I'll never understand why working harder to produce excellence isn't considered to be "fun", and why trying to build excellent models is so often deemed to only be for competition, and to impress someone else.

But yet, earlier you say:

I rarely bother with a correct firing order...rather I'll just split the wires on the cap so that they're not hair-parted and call it done. I'm also getting kind of lax with mixing and matching 1/24 and 1/25 scale parts sometimes...my current chopped '30 coupe is an example, a Monogram 1/24 body built with mostly 1/25 other parts...when the discrepancy doesn't scream and I can get the look I'm after.

On the other hand, I'm always careful to get the correct port-spacing on exhaust and intake manifolds for the engine that's represented. To me this is immediately much more obvious than firing order or a slight scale mis-match.

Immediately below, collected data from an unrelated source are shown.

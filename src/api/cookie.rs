use std::collections::HashMap;

use axum::http::{HeaderMap, header};

use crate::provider::Provider;

pub fn state_cookie_name(provider: Provider) -> String {
    format!("tunebridge_state_{provider}")
}

/// `Set-Cookie` value binding a login attempt to the browser.
pub fn set_state_cookie(provider: Provider, state: &str, max_age_secs: i64) -> String {
    format!(
        "{}={}; Path=/; Max-Age={}; HttpOnly; SameSite=Lax",
        state_cookie_name(provider),
        state,
        max_age_secs
    )
}

pub fn clear_state_cookie(provider: Provider) -> String {
    format!(
        "{}=; Path=/; Max-Age=0; HttpOnly; SameSite=Lax",
        state_cookie_name(provider)
    )
}

/// Collects every `name=value` pair from the request's `Cookie` headers.
pub fn request_cookies(headers: &HeaderMap) -> HashMap<String, String> {
    headers
        .get_all(header::COOKIE)
        .iter()
        .filter_map(|value| value.to_str().ok())
        .flat_map(|value| value.split(';'))
        .filter_map(|pair| pair.trim().split_once('='))
        .map(|(name, value)| (name.trim().to_string(), value.trim().to_string()))
        .collect()
}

My overall opinion is that it's better to actually KNOW what's "right" and make a conscious decision to deviate (for the sake of "fun", "artistic freedom" or just getting something finished in a reasonable amount of time) than it is to just build unworkable, unrealistic stuff from ignorance.

And again, this is only MY opinion of how I want to do MY OWN work, and shouldn't reflect on how anyone else wants to do theirs. It really IS supposed to be fun.

So ... correct firing order (which to me is one of those "if you're gonna do it, do it right sorta things) isn't part of the "higher standard"?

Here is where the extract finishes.